Given entries:
[Start of Attachment]

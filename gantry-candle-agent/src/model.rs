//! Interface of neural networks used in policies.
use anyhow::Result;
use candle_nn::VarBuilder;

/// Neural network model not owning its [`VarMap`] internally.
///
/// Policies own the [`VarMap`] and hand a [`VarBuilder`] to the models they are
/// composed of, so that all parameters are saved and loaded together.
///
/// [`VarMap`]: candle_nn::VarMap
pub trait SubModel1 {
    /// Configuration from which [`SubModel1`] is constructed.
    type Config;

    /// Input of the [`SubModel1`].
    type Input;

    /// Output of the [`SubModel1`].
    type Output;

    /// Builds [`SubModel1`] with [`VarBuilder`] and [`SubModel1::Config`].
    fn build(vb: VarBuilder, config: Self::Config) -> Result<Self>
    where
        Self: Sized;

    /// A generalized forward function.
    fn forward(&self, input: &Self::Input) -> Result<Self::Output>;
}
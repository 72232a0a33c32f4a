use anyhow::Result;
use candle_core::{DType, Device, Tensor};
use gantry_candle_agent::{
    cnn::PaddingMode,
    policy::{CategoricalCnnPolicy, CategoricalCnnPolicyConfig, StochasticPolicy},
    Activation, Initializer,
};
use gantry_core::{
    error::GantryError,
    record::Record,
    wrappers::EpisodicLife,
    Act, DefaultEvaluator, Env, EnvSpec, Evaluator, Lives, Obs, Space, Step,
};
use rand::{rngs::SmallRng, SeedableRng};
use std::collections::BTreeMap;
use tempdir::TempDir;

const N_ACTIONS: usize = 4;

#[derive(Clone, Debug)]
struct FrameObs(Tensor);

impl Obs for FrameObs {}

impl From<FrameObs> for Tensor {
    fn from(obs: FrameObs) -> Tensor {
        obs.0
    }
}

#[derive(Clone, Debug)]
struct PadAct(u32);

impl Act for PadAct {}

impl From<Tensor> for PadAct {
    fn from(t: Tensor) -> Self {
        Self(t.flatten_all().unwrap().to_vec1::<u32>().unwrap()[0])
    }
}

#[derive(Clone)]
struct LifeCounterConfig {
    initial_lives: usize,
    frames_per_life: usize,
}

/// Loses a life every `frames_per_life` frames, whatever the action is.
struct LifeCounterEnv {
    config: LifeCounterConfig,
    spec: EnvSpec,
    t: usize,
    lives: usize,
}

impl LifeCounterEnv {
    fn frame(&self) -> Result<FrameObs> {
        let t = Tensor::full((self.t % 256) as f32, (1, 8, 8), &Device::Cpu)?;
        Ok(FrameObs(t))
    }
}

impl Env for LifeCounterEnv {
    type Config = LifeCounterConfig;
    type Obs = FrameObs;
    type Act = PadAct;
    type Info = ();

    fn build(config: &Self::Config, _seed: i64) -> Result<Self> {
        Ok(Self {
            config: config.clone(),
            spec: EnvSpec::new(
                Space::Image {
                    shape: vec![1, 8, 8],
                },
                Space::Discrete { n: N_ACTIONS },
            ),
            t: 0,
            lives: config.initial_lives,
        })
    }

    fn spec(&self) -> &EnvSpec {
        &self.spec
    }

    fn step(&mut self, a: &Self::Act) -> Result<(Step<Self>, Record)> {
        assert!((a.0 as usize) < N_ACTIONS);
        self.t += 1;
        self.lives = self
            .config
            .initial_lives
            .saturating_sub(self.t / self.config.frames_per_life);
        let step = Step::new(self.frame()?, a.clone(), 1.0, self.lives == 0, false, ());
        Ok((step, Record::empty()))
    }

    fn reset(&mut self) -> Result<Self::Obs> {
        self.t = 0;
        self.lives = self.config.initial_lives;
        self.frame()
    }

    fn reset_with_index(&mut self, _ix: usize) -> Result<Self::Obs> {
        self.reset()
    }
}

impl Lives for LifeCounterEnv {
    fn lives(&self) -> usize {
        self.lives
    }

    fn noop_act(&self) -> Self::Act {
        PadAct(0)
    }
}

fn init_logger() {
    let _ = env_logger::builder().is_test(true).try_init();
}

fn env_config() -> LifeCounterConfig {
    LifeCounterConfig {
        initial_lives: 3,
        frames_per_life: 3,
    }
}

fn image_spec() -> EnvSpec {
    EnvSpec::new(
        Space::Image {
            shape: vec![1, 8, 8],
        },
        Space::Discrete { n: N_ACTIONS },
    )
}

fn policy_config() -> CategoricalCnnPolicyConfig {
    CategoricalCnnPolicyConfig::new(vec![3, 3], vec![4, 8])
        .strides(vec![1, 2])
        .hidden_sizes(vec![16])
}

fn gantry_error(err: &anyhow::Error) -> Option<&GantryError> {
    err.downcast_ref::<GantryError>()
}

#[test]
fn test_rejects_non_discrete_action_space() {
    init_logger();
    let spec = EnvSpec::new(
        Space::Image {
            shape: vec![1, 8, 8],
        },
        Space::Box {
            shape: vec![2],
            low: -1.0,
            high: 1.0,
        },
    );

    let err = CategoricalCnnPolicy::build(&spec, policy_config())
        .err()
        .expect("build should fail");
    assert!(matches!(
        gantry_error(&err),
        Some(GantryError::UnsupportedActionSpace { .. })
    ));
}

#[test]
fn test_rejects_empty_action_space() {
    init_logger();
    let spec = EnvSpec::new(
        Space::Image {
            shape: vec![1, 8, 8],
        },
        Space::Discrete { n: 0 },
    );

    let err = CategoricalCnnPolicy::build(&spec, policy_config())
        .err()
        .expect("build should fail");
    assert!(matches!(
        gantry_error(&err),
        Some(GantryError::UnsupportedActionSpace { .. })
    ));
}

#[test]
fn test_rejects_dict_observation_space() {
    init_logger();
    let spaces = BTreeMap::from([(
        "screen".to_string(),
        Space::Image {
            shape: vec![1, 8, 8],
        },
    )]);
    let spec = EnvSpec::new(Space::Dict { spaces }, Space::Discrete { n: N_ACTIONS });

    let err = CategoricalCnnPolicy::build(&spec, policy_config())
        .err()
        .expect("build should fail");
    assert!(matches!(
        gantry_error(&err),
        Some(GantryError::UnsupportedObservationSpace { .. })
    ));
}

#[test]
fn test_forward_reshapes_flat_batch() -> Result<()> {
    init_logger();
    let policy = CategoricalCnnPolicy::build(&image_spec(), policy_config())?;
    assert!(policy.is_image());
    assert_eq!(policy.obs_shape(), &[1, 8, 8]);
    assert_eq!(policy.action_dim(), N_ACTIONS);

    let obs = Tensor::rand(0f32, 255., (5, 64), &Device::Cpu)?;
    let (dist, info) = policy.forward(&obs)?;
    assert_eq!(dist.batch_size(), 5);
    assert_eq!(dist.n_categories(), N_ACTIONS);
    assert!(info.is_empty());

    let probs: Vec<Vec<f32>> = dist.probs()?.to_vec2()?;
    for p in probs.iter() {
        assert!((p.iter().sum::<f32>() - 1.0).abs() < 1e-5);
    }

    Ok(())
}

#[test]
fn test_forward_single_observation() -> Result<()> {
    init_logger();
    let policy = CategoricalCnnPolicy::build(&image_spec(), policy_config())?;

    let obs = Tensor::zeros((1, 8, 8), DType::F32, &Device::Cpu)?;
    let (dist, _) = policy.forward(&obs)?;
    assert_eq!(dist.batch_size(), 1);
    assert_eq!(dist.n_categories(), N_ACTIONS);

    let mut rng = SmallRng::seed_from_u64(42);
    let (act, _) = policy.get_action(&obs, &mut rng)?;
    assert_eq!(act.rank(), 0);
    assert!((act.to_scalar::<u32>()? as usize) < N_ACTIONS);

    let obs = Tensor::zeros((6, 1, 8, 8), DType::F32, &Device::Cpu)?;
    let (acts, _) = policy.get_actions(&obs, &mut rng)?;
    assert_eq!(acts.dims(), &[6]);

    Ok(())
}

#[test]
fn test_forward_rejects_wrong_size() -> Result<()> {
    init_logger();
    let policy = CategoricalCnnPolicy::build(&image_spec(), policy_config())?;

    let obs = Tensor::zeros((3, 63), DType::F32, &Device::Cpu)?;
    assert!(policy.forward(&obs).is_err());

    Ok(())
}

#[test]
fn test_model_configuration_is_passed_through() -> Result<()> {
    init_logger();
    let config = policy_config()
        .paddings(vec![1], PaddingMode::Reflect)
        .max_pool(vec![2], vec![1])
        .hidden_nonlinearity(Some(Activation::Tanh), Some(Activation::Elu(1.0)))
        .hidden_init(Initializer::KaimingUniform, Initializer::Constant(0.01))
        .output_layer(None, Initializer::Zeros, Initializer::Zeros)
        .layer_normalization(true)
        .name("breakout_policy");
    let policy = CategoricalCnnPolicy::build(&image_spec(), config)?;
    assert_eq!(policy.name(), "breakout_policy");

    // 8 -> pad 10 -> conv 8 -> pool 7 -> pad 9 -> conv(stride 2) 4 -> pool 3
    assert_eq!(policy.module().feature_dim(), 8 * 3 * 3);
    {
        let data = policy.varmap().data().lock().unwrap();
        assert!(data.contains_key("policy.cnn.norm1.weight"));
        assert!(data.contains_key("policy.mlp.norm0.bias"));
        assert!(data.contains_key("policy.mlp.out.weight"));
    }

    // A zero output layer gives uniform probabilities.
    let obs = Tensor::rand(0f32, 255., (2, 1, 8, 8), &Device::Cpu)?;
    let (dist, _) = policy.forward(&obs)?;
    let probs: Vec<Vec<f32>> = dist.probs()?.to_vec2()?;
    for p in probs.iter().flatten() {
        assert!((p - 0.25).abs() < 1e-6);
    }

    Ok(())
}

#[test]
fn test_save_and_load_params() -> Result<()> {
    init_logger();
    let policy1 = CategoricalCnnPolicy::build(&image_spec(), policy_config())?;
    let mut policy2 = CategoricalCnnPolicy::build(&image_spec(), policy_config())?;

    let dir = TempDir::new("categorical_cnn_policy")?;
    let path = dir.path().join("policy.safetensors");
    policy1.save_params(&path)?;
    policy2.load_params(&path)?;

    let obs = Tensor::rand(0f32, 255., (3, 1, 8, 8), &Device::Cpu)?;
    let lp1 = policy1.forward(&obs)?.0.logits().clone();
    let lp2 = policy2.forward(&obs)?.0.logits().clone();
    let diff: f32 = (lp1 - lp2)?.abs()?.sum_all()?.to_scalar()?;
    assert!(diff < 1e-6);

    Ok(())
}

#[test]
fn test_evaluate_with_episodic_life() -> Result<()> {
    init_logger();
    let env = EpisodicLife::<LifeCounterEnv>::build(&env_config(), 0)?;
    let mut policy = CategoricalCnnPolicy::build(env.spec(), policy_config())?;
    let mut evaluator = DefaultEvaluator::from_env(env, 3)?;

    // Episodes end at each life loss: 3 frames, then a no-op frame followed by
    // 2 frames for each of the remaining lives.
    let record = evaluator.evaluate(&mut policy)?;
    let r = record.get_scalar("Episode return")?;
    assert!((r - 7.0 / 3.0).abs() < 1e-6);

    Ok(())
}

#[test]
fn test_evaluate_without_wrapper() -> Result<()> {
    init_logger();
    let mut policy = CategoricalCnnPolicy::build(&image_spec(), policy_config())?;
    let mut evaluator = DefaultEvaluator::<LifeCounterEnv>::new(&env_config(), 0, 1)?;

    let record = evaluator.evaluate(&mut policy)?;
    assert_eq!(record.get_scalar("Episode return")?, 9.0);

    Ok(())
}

[End of Attachment]
[Start of Attachment]

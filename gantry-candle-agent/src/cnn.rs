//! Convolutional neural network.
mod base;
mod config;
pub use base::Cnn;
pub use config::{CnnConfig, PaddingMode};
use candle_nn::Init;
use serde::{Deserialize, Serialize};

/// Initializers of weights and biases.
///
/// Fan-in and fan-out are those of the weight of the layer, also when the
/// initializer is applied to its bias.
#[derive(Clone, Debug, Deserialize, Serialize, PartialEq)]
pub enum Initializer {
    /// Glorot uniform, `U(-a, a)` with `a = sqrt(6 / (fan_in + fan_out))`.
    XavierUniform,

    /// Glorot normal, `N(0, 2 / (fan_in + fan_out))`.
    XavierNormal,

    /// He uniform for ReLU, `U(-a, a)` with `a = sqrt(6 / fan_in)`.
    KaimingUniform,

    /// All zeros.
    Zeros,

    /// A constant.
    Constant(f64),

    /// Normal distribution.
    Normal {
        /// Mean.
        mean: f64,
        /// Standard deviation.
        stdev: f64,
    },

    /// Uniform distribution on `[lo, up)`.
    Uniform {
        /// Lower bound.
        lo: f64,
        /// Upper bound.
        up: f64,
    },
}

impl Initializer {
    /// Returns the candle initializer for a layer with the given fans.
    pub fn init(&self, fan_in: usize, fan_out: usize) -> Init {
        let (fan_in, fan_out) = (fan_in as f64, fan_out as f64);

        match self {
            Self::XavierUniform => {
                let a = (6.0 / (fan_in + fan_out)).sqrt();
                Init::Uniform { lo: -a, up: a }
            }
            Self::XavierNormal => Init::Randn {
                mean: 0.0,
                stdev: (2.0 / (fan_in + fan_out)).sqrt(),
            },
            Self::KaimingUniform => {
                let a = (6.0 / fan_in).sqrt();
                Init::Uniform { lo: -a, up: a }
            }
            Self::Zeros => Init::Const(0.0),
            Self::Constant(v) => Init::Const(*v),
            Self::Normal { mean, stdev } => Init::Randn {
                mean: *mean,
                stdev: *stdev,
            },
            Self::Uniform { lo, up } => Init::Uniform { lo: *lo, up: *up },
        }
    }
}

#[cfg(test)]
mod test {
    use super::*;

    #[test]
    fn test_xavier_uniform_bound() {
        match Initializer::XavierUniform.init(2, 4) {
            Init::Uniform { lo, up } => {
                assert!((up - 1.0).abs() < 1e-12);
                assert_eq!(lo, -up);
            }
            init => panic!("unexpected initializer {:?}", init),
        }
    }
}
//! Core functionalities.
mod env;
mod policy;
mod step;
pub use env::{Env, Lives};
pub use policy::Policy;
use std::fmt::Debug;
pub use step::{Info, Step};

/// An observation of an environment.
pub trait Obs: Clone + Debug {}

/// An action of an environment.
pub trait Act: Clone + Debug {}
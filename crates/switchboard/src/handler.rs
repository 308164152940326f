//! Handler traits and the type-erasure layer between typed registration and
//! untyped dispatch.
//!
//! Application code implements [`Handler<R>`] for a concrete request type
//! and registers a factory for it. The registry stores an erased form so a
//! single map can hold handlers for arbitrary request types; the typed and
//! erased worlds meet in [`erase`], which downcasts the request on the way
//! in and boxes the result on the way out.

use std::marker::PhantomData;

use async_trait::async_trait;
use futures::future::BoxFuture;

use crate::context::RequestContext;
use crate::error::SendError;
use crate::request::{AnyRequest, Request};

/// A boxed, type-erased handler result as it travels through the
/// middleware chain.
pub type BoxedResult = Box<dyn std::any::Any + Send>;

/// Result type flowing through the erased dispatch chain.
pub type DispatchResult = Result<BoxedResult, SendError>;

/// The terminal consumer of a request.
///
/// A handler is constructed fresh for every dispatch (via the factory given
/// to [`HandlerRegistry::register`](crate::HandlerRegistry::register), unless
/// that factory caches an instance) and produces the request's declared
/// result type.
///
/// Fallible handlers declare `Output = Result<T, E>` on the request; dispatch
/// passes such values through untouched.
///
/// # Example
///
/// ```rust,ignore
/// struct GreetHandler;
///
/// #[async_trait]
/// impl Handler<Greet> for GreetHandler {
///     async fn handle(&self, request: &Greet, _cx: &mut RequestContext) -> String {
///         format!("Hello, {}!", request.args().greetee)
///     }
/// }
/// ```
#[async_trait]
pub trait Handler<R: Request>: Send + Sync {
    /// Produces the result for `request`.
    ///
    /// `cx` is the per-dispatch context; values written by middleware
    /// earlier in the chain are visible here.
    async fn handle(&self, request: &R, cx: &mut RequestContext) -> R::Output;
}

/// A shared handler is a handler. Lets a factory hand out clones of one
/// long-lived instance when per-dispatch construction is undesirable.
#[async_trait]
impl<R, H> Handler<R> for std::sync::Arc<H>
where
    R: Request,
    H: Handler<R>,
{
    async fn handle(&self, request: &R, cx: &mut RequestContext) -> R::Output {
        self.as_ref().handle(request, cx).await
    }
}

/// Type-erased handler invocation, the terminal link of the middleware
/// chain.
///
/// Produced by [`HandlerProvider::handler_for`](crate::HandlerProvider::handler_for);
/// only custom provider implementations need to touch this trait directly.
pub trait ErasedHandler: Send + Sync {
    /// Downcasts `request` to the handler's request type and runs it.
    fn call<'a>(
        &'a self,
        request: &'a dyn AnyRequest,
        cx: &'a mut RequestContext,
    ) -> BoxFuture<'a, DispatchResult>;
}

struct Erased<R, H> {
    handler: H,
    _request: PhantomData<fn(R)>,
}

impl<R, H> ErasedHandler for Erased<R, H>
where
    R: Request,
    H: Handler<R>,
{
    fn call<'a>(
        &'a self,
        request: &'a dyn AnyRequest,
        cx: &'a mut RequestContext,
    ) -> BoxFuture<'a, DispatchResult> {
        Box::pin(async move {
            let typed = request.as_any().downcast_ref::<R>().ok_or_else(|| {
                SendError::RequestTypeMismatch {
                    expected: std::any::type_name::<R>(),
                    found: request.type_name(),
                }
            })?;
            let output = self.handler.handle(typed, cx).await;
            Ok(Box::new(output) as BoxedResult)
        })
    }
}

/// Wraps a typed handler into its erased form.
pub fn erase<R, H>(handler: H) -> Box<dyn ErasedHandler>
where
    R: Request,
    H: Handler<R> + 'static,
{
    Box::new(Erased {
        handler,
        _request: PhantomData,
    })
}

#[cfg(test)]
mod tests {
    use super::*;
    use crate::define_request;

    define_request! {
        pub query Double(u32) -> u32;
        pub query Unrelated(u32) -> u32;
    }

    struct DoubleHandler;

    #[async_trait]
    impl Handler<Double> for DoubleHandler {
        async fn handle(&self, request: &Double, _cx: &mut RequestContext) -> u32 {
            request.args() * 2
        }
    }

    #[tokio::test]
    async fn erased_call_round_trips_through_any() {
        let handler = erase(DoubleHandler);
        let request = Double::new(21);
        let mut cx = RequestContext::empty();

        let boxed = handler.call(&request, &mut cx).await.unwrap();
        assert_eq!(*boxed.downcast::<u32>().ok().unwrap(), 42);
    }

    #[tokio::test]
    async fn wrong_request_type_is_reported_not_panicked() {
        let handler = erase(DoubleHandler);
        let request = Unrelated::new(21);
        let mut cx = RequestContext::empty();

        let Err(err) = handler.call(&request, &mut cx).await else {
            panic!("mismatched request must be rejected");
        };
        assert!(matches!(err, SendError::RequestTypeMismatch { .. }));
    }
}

[End of Attachment]
[Start of Attachment]

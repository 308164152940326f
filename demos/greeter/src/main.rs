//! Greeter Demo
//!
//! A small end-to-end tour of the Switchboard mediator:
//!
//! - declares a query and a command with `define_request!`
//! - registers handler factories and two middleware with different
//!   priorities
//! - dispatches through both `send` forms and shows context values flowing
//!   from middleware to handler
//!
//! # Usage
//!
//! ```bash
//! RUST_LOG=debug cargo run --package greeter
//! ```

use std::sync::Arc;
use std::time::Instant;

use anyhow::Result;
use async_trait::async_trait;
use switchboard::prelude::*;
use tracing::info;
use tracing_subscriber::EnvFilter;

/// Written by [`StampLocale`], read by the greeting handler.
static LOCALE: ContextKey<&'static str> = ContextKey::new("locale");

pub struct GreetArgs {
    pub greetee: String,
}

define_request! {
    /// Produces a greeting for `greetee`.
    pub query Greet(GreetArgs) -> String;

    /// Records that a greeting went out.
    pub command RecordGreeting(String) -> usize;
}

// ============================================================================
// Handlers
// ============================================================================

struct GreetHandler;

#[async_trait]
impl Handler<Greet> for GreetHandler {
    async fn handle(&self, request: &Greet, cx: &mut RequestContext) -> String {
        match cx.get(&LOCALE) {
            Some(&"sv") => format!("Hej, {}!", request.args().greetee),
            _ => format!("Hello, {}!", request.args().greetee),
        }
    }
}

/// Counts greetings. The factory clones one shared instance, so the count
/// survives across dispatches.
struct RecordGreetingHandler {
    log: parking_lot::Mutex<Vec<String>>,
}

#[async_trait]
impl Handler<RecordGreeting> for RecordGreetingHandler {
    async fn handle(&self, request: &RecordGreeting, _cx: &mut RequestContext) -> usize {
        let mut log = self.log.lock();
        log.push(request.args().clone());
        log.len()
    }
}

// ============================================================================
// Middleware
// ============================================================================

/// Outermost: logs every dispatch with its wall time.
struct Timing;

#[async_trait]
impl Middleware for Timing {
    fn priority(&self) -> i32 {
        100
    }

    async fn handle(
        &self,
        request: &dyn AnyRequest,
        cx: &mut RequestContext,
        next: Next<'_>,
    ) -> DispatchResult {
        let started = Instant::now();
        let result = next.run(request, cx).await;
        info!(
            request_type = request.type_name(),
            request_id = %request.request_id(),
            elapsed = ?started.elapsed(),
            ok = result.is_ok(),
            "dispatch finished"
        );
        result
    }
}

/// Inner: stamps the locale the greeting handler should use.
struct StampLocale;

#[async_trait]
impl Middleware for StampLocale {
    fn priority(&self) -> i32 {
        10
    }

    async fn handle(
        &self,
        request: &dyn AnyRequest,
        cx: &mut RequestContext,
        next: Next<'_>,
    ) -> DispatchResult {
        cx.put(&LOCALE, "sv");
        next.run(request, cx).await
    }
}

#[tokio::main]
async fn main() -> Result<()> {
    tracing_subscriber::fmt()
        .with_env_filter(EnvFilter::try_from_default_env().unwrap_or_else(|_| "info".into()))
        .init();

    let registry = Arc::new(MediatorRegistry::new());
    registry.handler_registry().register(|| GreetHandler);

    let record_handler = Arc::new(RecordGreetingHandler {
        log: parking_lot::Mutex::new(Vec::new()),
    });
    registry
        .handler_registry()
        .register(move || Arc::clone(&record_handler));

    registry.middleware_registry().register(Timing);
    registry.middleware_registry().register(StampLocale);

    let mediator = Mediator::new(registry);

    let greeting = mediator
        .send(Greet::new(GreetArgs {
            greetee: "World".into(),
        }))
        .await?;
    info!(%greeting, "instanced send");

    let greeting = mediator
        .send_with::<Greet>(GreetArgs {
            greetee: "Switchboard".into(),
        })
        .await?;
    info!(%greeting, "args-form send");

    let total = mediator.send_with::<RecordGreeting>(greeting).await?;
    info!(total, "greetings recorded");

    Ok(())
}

[End of Attachment]

Task prompt: Above are the records; repeat exactly the lines from the one holding "filename gantry-candle-agent/src/model.rs" down to the one holding "models they are", end lines included.

Response area:
filename gantry-candle-agent/src/model.rs
//! Interface of neural networks used in policies.
use anyhow::Result;
use candle_nn::VarBuilder;

/// Neural network model not owning its [`VarMap`] internally.
///
/// Policies own the [`VarMap`] and hand a [`VarBuilder`] to the models they are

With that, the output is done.